You could lose your home to floods, your mostly-digital money could disappear some day due to a technical glitch, education as a path to prosperity is rapidly losing status, jobs that deliver value to others are now more about accumulation of money or credibility, relationships are superficial and transactional, and long-trusted institutions have eroded beyond repair.

No wonder people feel like they're suspended in chaos. It's no surprise that motivational speakers and spiritual hacks are in demand. In times of uncertainty, gullible people are drawn to leaders who speak in absolute terms about favourable outcomes like moths to a flame.

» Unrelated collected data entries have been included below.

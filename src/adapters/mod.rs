//! Concrete adapter implementations for ports.

pub mod csv_adapter;
pub mod csv_report_adapter;
pub mod file_config_adapter;
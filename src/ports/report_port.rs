//! Result table output port.

use std::fmt::Display;
use std::hash::Hash;

use crate::domain::error::ReturnsError;
use crate::domain::table::{ResultTable, TableRow};

/// Port for persisting a finished result table.
pub trait ReportSink {
    fn write_table<K, R>(&mut self, table: &ResultTable<K, R>) -> Result<(), ReturnsError>
    where
        K: Eq + Hash + Clone + Display,
        R: TableRow;
}
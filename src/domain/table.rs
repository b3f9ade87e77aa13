//! Ordered, uniquely keyed result tables.

use std::collections::HashMap;
use std::fmt::Display;
use std::hash::Hash;

use super::error::ReturnsError;

/// Column names and per-row values, used by report sinks.
pub trait TableRow {
    fn column_names() -> &'static [&'static str];
    fn values(&self) -> Vec<f64>;
}

/// Rows in insertion (chronological) order with keyed lookup.
#[derive(Debug, Clone, PartialEq)]
pub struct ResultTable<K, R>
where
    K: Eq + Hash,
{
    rows: Vec<(K, R)>,
    index: HashMap<K, usize>,
}

impl<K, R> Default for ResultTable<K, R>
where
    K: Eq + Hash,
{
    fn default() -> Self {
        ResultTable {
            rows: Vec::new(),
            index: HashMap::new(),
        }
    }
}

impl<K, R> ResultTable<K, R>
where
    K: Eq + Hash + Clone + Display,
{
    pub fn new() -> Self {
        Self::default()
    }

    pub fn push(&mut self, key: K, row: R) -> Result<(), ReturnsError> {
        if self.index.contains_key(&key) {
            return Err(ReturnsError::DuplicateKey {
                key: key.to_string(),
            });
        }
        self.index.insert(key.clone(), self.rows.len());
        self.rows.push((key, row));
        Ok(())
    }

    pub fn get(&self, key: &K) -> Option<&R> {
        self.index.get(key).map(|&i| &self.rows[i].1)
    }

    pub fn contains_key(&self, key: &K) -> bool {
        self.index.contains_key(key)
    }

    pub fn len(&self) -> usize {
        self.rows.len()
    }

    pub fn is_empty(&self) -> bool {
        self.rows.is_empty()
    }

    pub fn iter(&self) -> impl Iterator<Item = (&K, &R)> {
        self.rows.iter().map(|(k, r)| (k, r))
    }

    pub fn keys(&self) -> impl Iterator<Item = &K> {
        self.rows.iter().map(|(k, _)| k)
    }

    pub fn rows(&self) -> impl Iterator<Item = &R> {
        self.rows.iter().map(|(_, r)| r)
    }

    /// Extracts one numeric column in row order.
    pub fn column<F>(&self, f: F) -> Vec<f64>
    where
        F: Fn(&R) -> f64,
    {
        self.rows.iter().map(|(_, r)| f(r)).collect()
    }
}
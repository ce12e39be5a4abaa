//! Pipeline stages and their typed outputs.

use serde::{Deserialize, Serialize};

use super::analysis::{ClauseAnalysis, StandardClause};
use super::basic_info::BasicInfo;
use super::document::ProcessingStatus;
use super::service_info::ServiceInfo;

/// One discrete unit of pipeline work.
#[derive(Debug, Clone, Copy, PartialEq, Eq, Serialize, Deserialize)]
#[serde(rename_all = "snake_case")]
pub enum Stage {
    BasicInfo,
    Analysis,
    ServiceInfo,
}

impl Stage {
    /// All stages in execution order.
    pub const ALL: [Stage; 3] = [Self::BasicInfo, Self::Analysis, Self::ServiceInfo];

    /// Status a document carries while this stage runs.
    pub fn marker(&self) -> ProcessingStatus {
        match self {
            Self::BasicInfo => ProcessingStatus::ProcessingBasicInfo,
            Self::Analysis => ProcessingStatus::ProcessingAnalysis,
            Self::ServiceInfo => ProcessingStatus::ProcessingServiceInfo,
        }
    }

    /// Ledger action tag for attempts of this stage.
    pub fn action(&self) -> &'static str {
        match self {
            Self::BasicInfo => "BASIC_INFO_EXTRACTION",
            Self::Analysis => "CONTRACT_ANALYSIS",
            Self::ServiceInfo => "SERVICE_INFO_EXTRACTION",
        }
    }

    pub fn display_name(&self) -> &'static str {
        match self {
            Self::BasicInfo => "basic info extraction",
            Self::Analysis => "clause analysis",
            Self::ServiceInfo => "service info extraction",
        }
    }

    /// The stage a document observed at `status` still owes.
    ///
    /// A document inside a stage marker owes that same stage again: the
    /// advance into the marker happens before the external call, so the
    /// stage may have been interrupted mid-flight. Terminal statuses owe
    /// nothing.
    pub fn current_for(status: ProcessingStatus) -> Option<Stage> {
        match status {
            ProcessingStatus::Pending | ProcessingStatus::ProcessingBasicInfo => {
                Some(Self::BasicInfo)
            }
            ProcessingStatus::ProcessingAnalysis => Some(Self::Analysis),
            ProcessingStatus::ProcessingServiceInfo => Some(Self::ServiceInfo),
            ProcessingStatus::Completed | ProcessingStatus::Error => None,
        }
    }

    /// Stages left to run for a document observed at `status`, in order.
    pub fn remaining_from(status: ProcessingStatus) -> &'static [Stage] {
        match Self::current_for(status) {
            Some(Self::BasicInfo) => &Self::ALL,
            Some(Self::Analysis) => &Self::ALL[1..],
            Some(Self::ServiceInfo) => &Self::ALL[2..],
            None => &[],
        }
    }
}

/// Typed result of one completed stage, the unit the orchestrator persists.
#[derive(Debug, Clone, PartialEq)]
pub enum StageOutput {
    BasicInfo(BasicInfo),
    Analysis {
        result: ClauseAnalysis,
        standard_clauses: Vec<StandardClause>,
    },
    ServiceInfo(ServiceInfo),
}

impl StageOutput {
    pub fn stage(&self) -> Stage {
        match self {
            Self::BasicInfo(_) => Stage::BasicInfo,
            Self::Analysis { .. } => Stage::Analysis,
            Self::ServiceInfo(_) => Stage::ServiceInfo,
        }
    }
}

It's also no surprise that people are setting up advisory shops for freely talking about how they think you should change aspects of your life for the better. Dietary advice, financial advice, child-psychology advice, medical advice, sleep advice, entertainment advice, environmental advice – social media quickly transitioned from "Here's what I'm having for dinner" to "Here's what I think every human on Earth should have for dinner".

It's truly astonishing how people dilly-dally between "you are a beautiful and unique snowflake" and "every adult on Earth can benefit from sugar substitutes".

Everyone has their own hopeless little enterprise, fully convinced on the value they bring to the table. That includes me – there's no shortage of bitter people on the internet ;)

I had lunch an hour ago, and I'm still struggling to focus on work. I feel about 10 different things gnawing at my attention – a longtime friend who I may meet depending on their schedule (I signed up for the suspense, take full responsibility), to how my teeth need a dentist's attention, to why there's a mosquito in my room interested in sucking my blood at this hour, to how I need to visit a photo studio for a picture required for an application form, to whether I should upgrade gradle and nuke my day. I'm starting to buy into the chai-every-45-mins culture in office spaces to beat lethargy.